RE: crawl/index/search

Posted by Iain <ia...@idcl.co.uk>.

You might want to check out GATE from Sheffield University.  It's like UIMA
in concept, but more mature and probably richer.

They've got a number of modules which integrate with Lucene, so integration
with Nutch should be easier.


Iain

---------------
Iain Downs (Microsoft MVP)
Commercial Software Therapist
E:  iain@idcl.co.uk     T:+44 (0) 1423 872988
W: www.idcl.co.uk
http://mvp.support.microsoft.com
-----Original Message-----
From: Fadzi Ushewokunze [mailto:dev@butterflycluster.com] 
Sent: 24 September 2006 04:03
To: nutch-user@lucene.apache.org
Subject: Re: crawl/index/search

Richard,

Thanks for the insight.

I have spent the past few days looking around lightweight structured text,
text mining and eventually Natural Langauge Processing. Through
further research I came across UIMA from IBM - i liked
the idea behind it. I played around with it but it is a huge monster!

Its still new to me so I am still getting my head around it but I think
it has the potential to achieve a lot. Have you ever dealt with it?

Or for that matter, if anyone in the community has, it would be nice to
get some info on this, especially if you have integrated it with 
nutch/lucene.

Seems UIMA will be in the apache incubator - it also has a decent size
community behind it already.

Anyway this is a whole new world (NLP, structured text etc..) at the moment 
for me -
so I am still evaluating my requirements and what tools are available.
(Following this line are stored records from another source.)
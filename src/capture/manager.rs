//! Screenshot and recording front end used by the render loop.

use std::path::{Path, PathBuf};

use super::frame::CapturedFrame;
use super::output::OutputDir;
use super::reader::{FrameReader, FrameSource};
use super::worker::{EncodeJob, EncodeWorker, PendingExport};
use crate::encode::write_png;
use crate::error::GlimpseError;
use crate::options::CaptureOptions;

/// Frames gathered between `start_recording` and `stop_recording`.
#[derive(Debug)]
struct RecordingSession {
    frames: Vec<CapturedFrame>,
    frame_delay_ms: u32,
}

impl RecordingSession {
    fn new(frame_delay_ms: u32) -> Self {
        Self {
            frames: Vec::new(),
            frame_delay_ms,
        }
    }

    fn push(&mut self, frame: CapturedFrame) {
        if let Some(first) = self.frames.first() {
            if first.dimensions() != frame.dimensions() {
                let (w, h) = frame.dimensions();
                let (sw, sh) = first.dimensions();
                log::warn!(
                    "skipping {w}x{h} frame in a {sw}x{sh} recording"
                );
                return;
            }
        }
        log::debug!("captured frame {}", self.frames.len() + 1);
        self.frames.push(frame);
    }
}

#[derive(Debug)]
enum RecorderState {
    Idle,
    Recording(RecordingSession),
}

/// Owns the recording state machine, the output directory and the
/// background encoder.
///
/// All methods run on the render thread and never block on encoding.
/// Finished sessions are handed to the encoder thread by value, so a new
/// session can start while the previous one is still being written.
pub struct ScreenshotManager {
    output: OutputDir,
    frame_delay_ms: u32,
    loop_forever: bool,
    quantize_speed: i32,
    state: RecorderState,
    worker: EncodeWorker,
}

impl ScreenshotManager {
    /// Create an idle manager and start its encoder thread.
    ///
    /// The output directory is not created until something is written.
    ///
    /// # Errors
    ///
    /// Returns [`GlimpseError::ThreadSpawn`] if the encoder thread cannot
    /// be started.
    pub fn new(options: &CaptureOptions) -> Result<Self, GlimpseError> {
        Ok(Self {
            output: OutputDir::new(&options.output_dir),
            frame_delay_ms: options.frame_delay_ms,
            loop_forever: options.loop_forever,
            quantize_speed: options.quantize_speed,
            state: RecorderState::Idle,
            worker: EncodeWorker::new()?,
        })
    }

    /// Directory screenshots and animations are written into.
    #[must_use]
    pub fn output_dir(&self) -> &Path {
        self.output.root()
    }

    /// Whether a recording session is active.
    #[must_use]
    pub fn is_recording(&self) -> bool {
        matches!(self.state, RecorderState::Recording(_))
    }

    /// Frames captured so far in the active session (0 when idle).
    #[must_use]
    pub fn recorded_frames(&self) -> usize {
        match &self.state {
            RecorderState::Recording(session) => session.frames.len(),
            RecorderState::Idle => 0,
        }
    }

    /// Capture the current framebuffer to a timestamped PNG.
    ///
    /// Failures are logged and reported as `None`.
    pub fn take_screenshot(
        &mut self,
        source: &mut dyn FrameSource,
    ) -> Option<PathBuf> {
        match self.write_screenshot(source) {
            Ok(path) => {
                log::info!("Screenshot saved to {}", path.display());
                Some(path)
            }
            Err(e) => {
                log::error!("failed to take screenshot: {e}");
                None
            }
        }
    }

    fn write_screenshot(
        &mut self,
        source: &mut dyn FrameSource,
    ) -> Result<PathBuf, GlimpseError> {
        let frame = FrameReader::read(source)?;
        let path = self.output.next_path("screenshot", "png")?;
        write_png(&frame, &path)?;
        Ok(path)
    }

    /// Begin a new session. Does nothing if already recording.
    pub fn start_recording(&mut self) {
        if self.is_recording() {
            return;
        }
        self.state =
            RecorderState::Recording(RecordingSession::new(self.frame_delay_ms));
        log::info!("Recording started");
    }

    /// End the active session and queue it for encoding.
    ///
    /// Resolves to `Ok(None)` straight away when idle or when the session
    /// captured nothing.
    pub fn stop_recording(&mut self) -> PendingExport {
        let RecorderState::Recording(session) =
            std::mem::replace(&mut self.state, RecorderState::Idle)
        else {
            return PendingExport::ready(Ok(None));
        };
        log::info!("Recording stopped with {} frames", session.frames.len());

        if session.frames.is_empty() {
            log::info!("No frames to save");
            return PendingExport::ready(Ok(None));
        }

        let path = match self.output.next_path("animation", "gif") {
            Ok(path) => path,
            Err(e) => {
                log::error!("failed to prepare animation output: {e}");
                return PendingExport::ready(Err(e));
            }
        };
        self.worker.submit(EncodeJob {
            frames: session.frames,
            path,
            frame_delay_ms: session.frame_delay_ms,
            loop_forever: self.loop_forever,
            quantize_speed: self.quantize_speed,
        })
    }

    /// Start recording when idle, stop it otherwise.
    ///
    /// Returns the pending export when a session was stopped.
    pub fn toggle_recording(&mut self) -> Option<PendingExport> {
        if self.is_recording() {
            Some(self.stop_recording())
        } else {
            self.start_recording();
            None
        }
    }

    /// Append the current framebuffer to the active session.
    ///
    /// Ignored when idle. A failed read is logged and the session goes on.
    pub fn capture_frame(&mut self, source: &mut dyn FrameSource) {
        let RecorderState::Recording(session) = &mut self.state else {
            return;
        };
        match FrameReader::read(source) {
            Ok(frame) => session.push(frame),
            Err(e) => log::warn!("failed to capture frame: {e}"),
        }
    }

    /// Stop the encoder after it has written every queued session.
    ///
    /// An active session is discarded, not exported; call
    /// [`stop_recording`](Self::stop_recording) first to keep it.
    pub fn shutdown(&mut self) {
        if let RecorderState::Recording(session) =
            std::mem::replace(&mut self.state, RecorderState::Idle)
        {
            log::warn!(
                "discarding unsaved recording with {} frames",
                session.frames.len()
            );
        }
        self.worker.shutdown();
    }
}

#[cfg(test)]
mod tests {
    use std::io::Cursor;

    use image::codecs::gif::GifDecoder;
    use image::AnimationDecoder;

    use super::*;
    use crate::capture::RawFrame;

    fn manager(dir: &Path) -> ScreenshotManager {
        let options = CaptureOptions {
            output_dir: dir.to_path_buf(),
            ..CaptureOptions::default()
        };
        ScreenshotManager::new(&options).unwrap()
    }

    /// A 2x2 bottom-up frame filled with one gray level.
    fn gray(shade: u8) -> impl FnMut() -> Result<RawFrame, GlimpseError> {
        move || {
            Ok(RawFrame::bottom_up(
                2,
                2,
                [shade, shade, shade, 255].repeat(4),
            ))
        }
    }

    #[test]
    fn starting_twice_keeps_one_empty_session() {
        let tmp = tempfile::tempdir().unwrap();
        let mut m = manager(tmp.path());
        m.start_recording();
        m.start_recording();
        assert!(m.is_recording());
        assert_eq!(m.recorded_frames(), 0);
    }

    #[test]
    fn stop_while_idle_is_a_no_op() {
        let tmp = tempfile::tempdir().unwrap();
        let mut m = manager(tmp.path().join("out").as_path());
        let mut pending = m.stop_recording();
        assert!(matches!(pending.try_take(), Some(Ok(None))));
        assert!(!m.is_recording());
        assert!(!tmp.path().join("out").exists());
    }

    #[test]
    fn empty_session_saves_nothing() {
        let tmp = tempfile::tempdir().unwrap();
        let mut m = manager(tmp.path());
        m.start_recording();
        assert_eq!(m.stop_recording().wait().unwrap(), None);
        assert_eq!(std::fs::read_dir(tmp.path()).unwrap().count(), 0);
    }

    #[test]
    fn capture_while_idle_is_ignored() {
        let tmp = tempfile::tempdir().unwrap();
        let mut m = manager(tmp.path());
        m.capture_frame(&mut gray(10));
        assert_eq!(m.recorded_frames(), 0);
    }

    #[test]
    fn frames_are_encoded_in_capture_order() {
        let tmp = tempfile::tempdir().unwrap();
        let mut m = manager(tmp.path());
        let shades = [0u8, 60, 120, 180, 240];

        m.start_recording();
        for shade in shades {
            m.capture_frame(&mut gray(shade));
        }
        assert_eq!(m.recorded_frames(), shades.len());

        let path = m.stop_recording().wait().unwrap().unwrap();
        assert!(!m.is_recording());
        let name = path.file_name().unwrap().to_str().unwrap();
        assert!(name.starts_with("animation_") && name.ends_with(".gif"));

        let bytes = std::fs::read(&path).unwrap();
        let frames = GifDecoder::new(Cursor::new(bytes))
            .unwrap()
            .into_frames()
            .collect_frames()
            .unwrap();
        assert_eq!(frames.len(), shades.len());
        for (frame, shade) in frames.iter().zip(shades) {
            assert_eq!(frame.buffer().get_pixel(1, 1).0, [shade, shade, shade, 255]);
        }
    }

    #[test]
    fn mismatched_frame_is_skipped() {
        let tmp = tempfile::tempdir().unwrap();
        let mut m = manager(tmp.path());
        m.start_recording();
        m.capture_frame(&mut gray(1));
        m.capture_frame(&mut || -> Result<RawFrame, GlimpseError> {
            Ok(RawFrame::bottom_up(1, 1, vec![0, 0, 0, 255]))
        });
        m.capture_frame(&mut gray(2));
        assert_eq!(m.recorded_frames(), 2);
    }

    #[test]
    fn failed_capture_keeps_session_running() {
        let tmp = tempfile::tempdir().unwrap();
        let mut m = manager(tmp.path());
        m.start_recording();
        m.capture_frame(&mut || -> Result<RawFrame, GlimpseError> {
            Err(GlimpseError::Readback("lost device".to_owned()))
        });
        m.capture_frame(&mut gray(3));
        assert!(m.is_recording());
        assert_eq!(m.recorded_frames(), 1);
    }

    #[test]
    fn next_session_starts_while_previous_encodes() {
        let tmp = tempfile::tempdir().unwrap();
        let mut m = manager(tmp.path());

        m.start_recording();
        m.capture_frame(&mut gray(50));
        let first = m.stop_recording();

        m.start_recording();
        assert_eq!(m.recorded_frames(), 0);
        m.capture_frame(&mut gray(90));
        m.capture_frame(&mut gray(90));
        let second = m.stop_recording();

        let a = first.wait().unwrap().unwrap();
        let b = second.wait().unwrap().unwrap();
        assert_ne!(a, b);
        assert!(a.is_file() && b.is_file());
    }

    #[test]
    fn toggle_alternates_states() {
        let tmp = tempfile::tempdir().unwrap();
        let mut m = manager(tmp.path());
        assert!(m.toggle_recording().is_none());
        assert!(m.is_recording());
        let pending = m.toggle_recording().unwrap();
        assert!(!m.is_recording());
        assert_eq!(pending.wait().unwrap(), None);
    }

    #[test]
    fn screenshot_writes_top_down_png() {
        let tmp = tempfile::tempdir().unwrap();
        let shots = tmp.path().join("shots");
        let mut m = manager(&shots);

        // Bottom row red, top row blue.
        let mut source = || -> Result<RawFrame, GlimpseError> {
            Ok(RawFrame::bottom_up(
                1,
                2,
                vec![255, 0, 0, 255, 0, 0, 255, 255],
            ))
        };
        let path = m.take_screenshot(&mut source).unwrap();
        assert_eq!(path.parent(), Some(shots.as_path()));

        let img = image::open(&path).unwrap().to_rgba8();
        assert_eq!(img.get_pixel(0, 0).0, [0, 0, 255, 255]);
        assert_eq!(img.get_pixel(0, 1).0, [255, 0, 0, 255]);
    }

    #[test]
    fn screenshot_failure_returns_none() {
        let tmp = tempfile::tempdir().unwrap();
        let mut m = manager(tmp.path());
        let mut source = || -> Result<RawFrame, GlimpseError> {
            Ok(RawFrame::bottom_up(2, 2, vec![0; 3]))
        };
        assert!(m.take_screenshot(&mut source).is_none());
    }

    #[test]
    fn shutdown_waits_for_queued_exports() {
        let tmp = tempfile::tempdir().unwrap();
        let mut m = manager(tmp.path());
        m.start_recording();
        m.capture_frame(&mut gray(7));
        let pending = m.stop_recording();
        m.shutdown();
        assert!(pending.wait().unwrap().unwrap().is_file());
    }
}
----- Original Message ----- 
From: "Richard Braman" <rb...@taxcodesoftware.org>
To: <nu...@lucene.apache.org>
Sent: Wednesday, September 20, 2006 12:55 PM
Subject: Re: crawl/index/search


> Getting other information out of the page requires parsing. In this case
> you have to come up with some pretty complicated  regular expressions
> unless the information that you want like the company name is going to
> be in the same place on each site.
>
> I don't know know how to tackle this problem with anything that comes
> stock with nutch but writing a plug in would be the way to go,
> especially if it is in the public domain.
>
> I have thought about developing a similar plug in, but the question
> becomes what do you use?  I view regular expressions as having  many
> shortcomings.  For instance they usually only apply to as custom
> solution to locating a particular piece of information in a particular
> structure.  I would like a more robust framework for matching patterns
> that is easy to use that can be extended upon and so forth.  Regular
> expressions wont cut it in many cases and don't allow normal users to
> write their own.  For example, what is a regular expression for a
> company name? Email  Address would be an easy one to make a reg exp for,
> which is why some many spammers use web crawlers to harvest email
> addresses from the web.
>
> Turns out, there is a whole field of Information Retrieval developing
> technologies dedicated to parsing through text and using
> advanced ontologies to determine anything and everything about the text
> in a document.  They can determine whether a term is a noun, verb,
> adjective, and so forth.
> They can also determine whether something matches a pattern such as an
> email address, address, or company name.   The problem is most of this
> is not in the public domain.
>
> I think most user use rexep to find what they are looking for but i am
> quite that using an advanced parsing library would certainly yield a
> more robust plug in.
>
> In my reseearch, I stumbled on lapis, a lightweight structure for text
> processing that uses advanced technology.  LAPIS is open source
> developed by MIT and is java based.  I used it an was quite impressed
> with its ease of use.  I think this would be a very interesting
> framework to adapt to nutch.  If anyone else knows any other open source
> libraries for determining structure please comment. You can read more
> about lips here or may google "lightweight structure text"
> http://www.softwaresecretweapons.com/jspwiki/Wiki.jsp?page=Lapis
>
> I would be willing to help you if you would be willing to put the plugin
> into the public domain.
>
> Here is the .7 docs for writing plugins:
> http://wiki.apache.org/nutch/WritingPluginExample
>
> dev@butterflycluster.com wrote:
>> hi there,
>>
>> Been playing with Nutch for a few weeks now, so i am starting on
>> coming up something usable but i need some suggestions here;
>>
>> Heres the problem - crawl the web (maybe 50 sites or so) and get
>> physical addreses;
>>
>> i want to index physical addresses found on the crawl, so my search
>> results should return "Company Name, State" as the Title, the Summary
>> can be what ever is found on that page. [this is just an example to
>> simplify what i want to say]
>>
>> To index, looking at the Nutch code, seems i have to parse the HTML
>> content and look for the details I need to be searchable.. at the
>> moment only things found in META data is indexed but i want to expand
>> this with custom fields, such as company name, state etc..
>>
>> Whats the best way to go about this? I want to write a plug in for
>> this; Which classes do i start with and how do i tackle this?
>>
>> Thanks
>>
>>
>>
>>
>>
>>
>
>
>

Re: crawl/index/search

Posted by Fadzi Ushewokunze <de...@butterflycluster.com>.

Richard,

Thanks for the insight.

I have spent the past few days looking around lightweight structured text,
text mining and eventually Natural Langauge Processing. Through
further research I came across UIMA from IBM - i liked
the idea behind it. I played around with it but it is a huge monster!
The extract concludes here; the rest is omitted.